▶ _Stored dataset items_
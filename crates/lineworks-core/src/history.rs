//! Append-only, timestamp-ordered log of snapshots.
//!
//! [`History`] has a single logical writer (the recorder) and any number
//! of readers (replayer, state queries). Readers copy the entry list of
//! `Arc<Snapshot>` under a read lock, so they only ever see entries that
//! were fully built before being pushed.

use std::sync::{Arc, PoisonError, RwLock};
use std::time::{Duration, Instant};

use crate::snapshot::Snapshot;

struct Inner {
    /// Instant that timestamp zero refers to. Moved forward by `clear()`.
    origin: Instant,
    entries: Vec<Arc<Snapshot>>,
}

/// Ordered snapshot log with non-decreasing timestamps.
pub struct History {
    inner: RwLock<Inner>,
}

// Compile-time assertion: History must be Send + Sync.
const _: fn() = || {
    fn assert<T: Send + Sync>() {}
    assert::<History>();
};

impl std::fmt::Debug for History {
    fn fmt(&self, f: &mut std::fmt::Formatter<'_>) -> std::fmt::Result {
        f.debug_struct("History").field("len", &self.len()).finish()
    }
}

impl Default for History {
    fn default() -> Self {
        Self::new()
    }
}

impl History {
    /// Create an empty history whose clock starts now.
    pub fn new() -> Self {
        Self {
            inner: RwLock::new(Inner {
                origin: Instant::now(),
                entries: Vec::new(),
            }),
        }
    }

    /// Time elapsed on the history clock.
    pub fn elapsed(&self) -> Duration {
        self.read(|inner| inner.origin.elapsed())
    }

    /// Append a pre-built snapshot.
    ///
    /// A timestamp earlier than the last entry's is raised to it, keeping
    /// the log ordered.
    pub fn append(&self, mut snapshot: Snapshot) -> Arc<Snapshot> {
        let mut inner = self.inner.write().unwrap_or_else(PoisonError::into_inner);
        if let Some(last) = inner.entries.last() {
            if snapshot.timestamp() < last.timestamp() {
                snapshot.set_timestamp(last.timestamp());
            }
        }
        let arc = Arc::new(snapshot);
        inner.entries.push(Arc::clone(&arc));
        arc
    }

    /// Stamp, build, and append a snapshot in one critical section.
    ///
    /// `build` receives the current history-clock time (never earlier
    /// than the last entry) and runs under the write lock, so entries
    /// appended this way are ordered by the moment their state was read.
    pub fn record_with<F>(&self, build: F) -> Arc<Snapshot>
    where
        F: FnOnce(Duration) -> Snapshot,
    {
        let mut inner = self.inner.write().unwrap_or_else(PoisonError::into_inner);
        let mut now = inner.origin.elapsed();
        if let Some(last) = inner.entries.last() {
            now = now.max(last.timestamp());
        }
        let mut snapshot = build(now);
        snapshot.set_timestamp(now);
        let arc = Arc::new(snapshot);
        inner.entries.push(Arc::clone(&arc));
        arc
    }

    /// Copy of the entry list at this instant.
    pub fn entries(&self) -> Vec<Arc<Snapshot>> {
        self.read(|inner| inner.entries.clone())
    }

    /// The most recent entry.
    pub fn latest(&self) -> Option<Arc<Snapshot>> {
        self.read(|inner| inner.entries.last().cloned())
    }

    /// Entry at `index`.
    pub fn get(&self, index: usize) -> Option<Arc<Snapshot>> {
        self.read(|inner| inner.entries.get(index).cloned())
    }

    /// Number of entries.
    pub fn len(&self) -> usize {
        self.read(|inner| inner.entries.len())
    }

    /// Whether the history is empty.
    pub fn is_empty(&self) -> bool {
        self.len() == 0
    }

    /// Drop every entry and restart the clock.
    pub fn clear(&self) {
        let mut inner = self.inner.write().unwrap_or_else(PoisonError::into_inner);
        inner.entries.clear();
        inner.origin = Instant::now();
    }

    fn read<T>(&self, f: impl FnOnce(&Inner) -> T) -> T {
        f(&self.inner.read().unwrap_or_else(PoisonError::into_inner))
    }
}

#[cfg(test)]
mod tests {
    use super::*;
    use proptest::prelude::*;

    fn at(ms: u64) -> Snapshot {
        Snapshot::new(Duration::from_millis(ms))
    }

    #[test]
    fn append_keeps_order_and_clamps_regressions() {
        let history = History::new();
        history.append(at(0));
        history.append(at(100));
        let clamped = history.append(at(40));

        assert_eq!(history.len(), 3);
        assert_eq!(clamped.timestamp(), Duration::from_millis(100));
        assert_eq!(
            history.latest().unwrap().timestamp(),
            Duration::from_millis(100)
        );
    }

    #[test]
    fn entries_are_a_stable_copy() {
        let history = History::new();
        history.append(at(1));
        let before = history.entries();
        history.append(at(2));
        assert_eq!(before.len(), 1);
        assert_eq!(history.len(), 2);
    }

    #[test]
    fn record_with_stamps_from_the_clock() {
        let history = History::new();
        history.append(at(60_000));
        // Clock is far behind the previous entry, so the stamp is raised.
        let snap = history.record_with(Snapshot::new);
        assert_eq!(snap.timestamp(), Duration::from_millis(60_000));

        history.clear();
        assert!(history.is_empty());
        let fresh = history.record_with(Snapshot::new);
        assert!(fresh.timestamp() < Duration::from_secs(60));
    }

    proptest! {
        #[test]
        fn timestamps_never_decrease(stamps in proptest::collection::vec(0u64..10_000, 0..64)) {
            let history = History::new();
            for ms in &stamps {
                history.append(at(*ms));
            }
            let entries = history.entries();
            prop_assert_eq!(entries.len(), stamps.len());
            for pair in entries.windows(2) {
                prop_assert!(pair[0].timestamp() <= pair[1].timestamp());
            }
        }
    }
}
//! Core types and traits for the Lineworks production-line simulator.
//!
//! This is the leaf crate with zero internal dependencies. It defines
//! the vocabulary shared by the engine and the replayer: identifiers,
//! items, worker and simulation states, snapshots and their history,
//! the projected state view pushed to event sinks, cancellation tokens,
//! and the error types.

#![deny(missing_docs)]
#![deny(rustdoc::broken_intra_doc_links)]
#![forbid(unsafe_code)]

pub mod error;
pub mod history;
pub mod id;
pub mod item;
pub mod layout;
pub mod sink;
pub mod snapshot;
pub mod state;
pub mod stop;
pub mod timing;
pub mod view;

pub use error::{ConfigError, SinkError, TransitionError};
pub use history::History;
pub use id::{BufferId, ItemId, WorkerId};
pub use item::{Color, Item};
pub use layout::{Direction, Layout, WorkerLayout};
pub use sink::{ChannelSink, EventSink, SinkEvent, SinkHub};
pub use snapshot::Snapshot;
pub use state::{ModeCell, SimulationMode, WorkerState};
pub use stop::{StopHandle, StopToken};
pub use timing::DelayRange;
pub use view::{BufferView, ConnectionView, StateView, WorkerView};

▶ _ASSIGNMENT_
Please transcribe the records above in full, keeping every word.

▶ _EXERCISE OUTPUT_
filename crates/lineworks-core/src/history.rs
//! Append-only, timestamp-ordered log of snapshots.
//!
//! [`History`] has a single logical writer (the recorder) and any number
//! of readers (replayer, state queries). Readers copy the entry list of
//! `Arc<Snapshot>` under a read lock, so they only ever see entries that
//! were fully built before being pushed.

use std::sync::{Arc, PoisonError, RwLock};
use std::time::{Duration, Instant};

use crate::snapshot::Snapshot;

struct Inner {
    /// Instant that timestamp zero refers to. Moved forward by `clear()`.
    origin: Instant,
    entries: Vec<Arc<Snapshot>>,
}

/// Ordered snapshot log with non-decreasing timestamps.
pub struct History {
    inner: RwLock<Inner>,
}

// Compile-time assertion: History must be Send + Sync.
const _: fn() = || {
    fn assert<T: Send + Sync>() {}
    assert::<History>();
};

impl std::fmt::Debug for History {
    fn fmt(&self, f: &mut std::fmt::Formatter<'_>) -> std::fmt::Result {
        f.debug_struct("History").field("len", &self.len()).finish()
    }
}

impl Default for History {
    fn default() -> Self {
        Self::new()
    }
}

impl History {
    /// Create an empty history whose clock starts now.
    pub fn new() -> Self {
        Self {
            inner: RwLock::new(Inner {
                origin: Instant::now(),
                entries: Vec::new(),
            }),
        }
    }

    /// Time elapsed on the history clock.
    pub fn elapsed(&self) -> Duration {
        self.read(|inner| inner.origin.elapsed())
    }

    /// Append a pre-built snapshot.
    ///
    /// A timestamp earlier than the last entry's is raised to it, keeping
    /// the log ordered.
    pub fn append(&self, mut snapshot: Snapshot) -> Arc<Snapshot> {
        let mut inner = self.inner.write().unwrap_or_else(PoisonError::into_inner);
        if let Some(last) = inner.entries.last() {
            if snapshot.timestamp() < last.timestamp() {
                snapshot.set_timestamp(last.timestamp());
            }
        }
        let arc = Arc::new(snapshot);
        inner.entries.push(Arc::clone(&arc));
        arc
    }

    /// Stamp, build, and append a snapshot in one critical section.
    ///
    /// `build` receives the current history-clock time (never earlier
    /// than the last entry) and runs under the write lock, so entries
    /// appended this way are ordered by the moment their state was read.
    pub fn record_with<F>(&self, build: F) -> Arc<Snapshot>
    where
        F: FnOnce(Duration) -> Snapshot,
    {
        let mut inner = self.inner.write().unwrap_or_else(PoisonError::into_inner);
        let mut now = inner.origin.elapsed();
        if let Some(last) = inner.entries.last() {
            now = now.max(last.timestamp());
        }
        let mut snapshot = build(now);
        snapshot.set_timestamp(now);
        let arc = Arc::new(snapshot);
        inner.entries.push(Arc::clone(&arc));
        arc
    }

    /// Copy of the entry list at this instant.
    pub fn entries(&self) -> Vec<Arc<Snapshot>> {
        self.read(|inner| inner.entries.clone())
    }

    /// The most recent entry.
    pub fn latest(&self) -> Option<Arc<Snapshot>> {
        self.read(|inner| inner.entries.last().cloned())
    }

    /// Entry at `index`.
    pub fn get(&self, index: usize) -> Option<Arc<Snapshot>> {
        self.read(|inner| inner.entries.get(index).cloned())
    }

    /// Number of entries.
    pub fn len(&self) -> usize {
        self.read(|inner| inner.entries.len())
    }

    /// Whether the history is empty.
    pub fn is_empty(&self) -> bool {
        self.len() == 0
    }

    /// Drop every entry and restart the clock.
    pub fn clear(&self) {
        let mut inner = self.inner.write().unwrap_or_else(PoisonError::into_inner);
        inner.entries.clear();
        inner.origin = Instant::now();
    }

    fn read<T>(&self, f: impl FnOnce(&Inner) -> T) -> T {
        f(&self.inner.read().unwrap_or_else(PoisonError::into_inner))
    }
}

#[cfg(test)]
mod tests {
    use super::*;
    use proptest::prelude::*;

    fn at(ms: u64) -> Snapshot {
        Snapshot::new(Duration::from_millis(ms))
    }

    #[test]
    fn append_keeps_order_and_clamps_regressions() {
        let history = History::new();
        history.append(at(0));
        history.append(at(100));
        let clamped = history.append(at(40));

        assert_eq!(history.len(), 3);
        assert_eq!(clamped.timestamp(), Duration::from_millis(100));
        assert_eq!(
            history.latest().unwrap().timestamp(),
            Duration::from_millis(100)
        );
    }

    #[test]
    fn entries_are_a_stable_copy() {
        let history = History::new();
        history.append(at(1));
        let before = history.entries();
        history.append(at(2));
        assert_eq!(before.len(), 1);
        assert_eq!(history.len(), 2);
    }

    #[test]
    fn record_with_stamps_from_the_clock() {
        let history = History::new();
        history.append(at(60_000));
        // Clock is far behind the previous entry, so the stamp is raised.
        let snap = history.record_with(Snapshot::new);
        assert_eq!(snap.timestamp(), Duration::from_millis(60_000));

        history.clear();
        assert!(history.is_empty());
        let fresh = history.record_with(Snapshot::new);
        assert!(fresh.timestamp() < Duration::from_secs(60));
    }

    proptest! {
        #[test]
        fn timestamps_never_decrease(stamps in proptest::collection::vec(0u64..10_000, 0..64)) {
            let history = History::new();
            for ms in &stamps {
                history.append(at(*ms));
            }
            let entries = history.entries();
            prop_assert_eq!(entries.len(), stamps.len());
            for pair in entries.windows(2) {
                prop_assert!(pair[0].timestamp() <= pair[1].timestamp());
            }
        }
    }
}
//! Core types and traits for the Lineworks production-line simulator.
//!
//! This is the leaf crate with zero internal dependencies. It defines
//! the vocabulary shared by the engine and the replayer: identifiers,
//! items, worker and simulation states, snapshots and their history,
//! the projected state view pushed to event sinks, cancellation tokens,
//! and the error types.

#![deny(missing_docs)]
#![deny(rustdoc::broken_intra_doc_links)]
#![forbid(unsafe_code)]

pub mod error;
pub mod history;
pub mod id;
pub mod item;
pub mod layout;
pub mod sink;
pub mod snapshot;
pub mod state;
pub mod stop;
pub mod timing;
pub mod view;

pub use error::{ConfigError, SinkError, TransitionError};
pub use history::History;
pub use id::{BufferId, ItemId, WorkerId};
pub use item::{Color, Item};
pub use layout::{Direction, Layout, WorkerLayout};
pub use sink::{ChannelSink, EventSink, SinkEvent, SinkHub};
pub use snapshot::Snapshot;
pub use state::{ModeCell, SimulationMode, WorkerState};
pub use stop::{StopHandle, StopToken};
pub use timing::DelayRange;
pub use view::{BufferView, ConnectionView, StateView, WorkerView};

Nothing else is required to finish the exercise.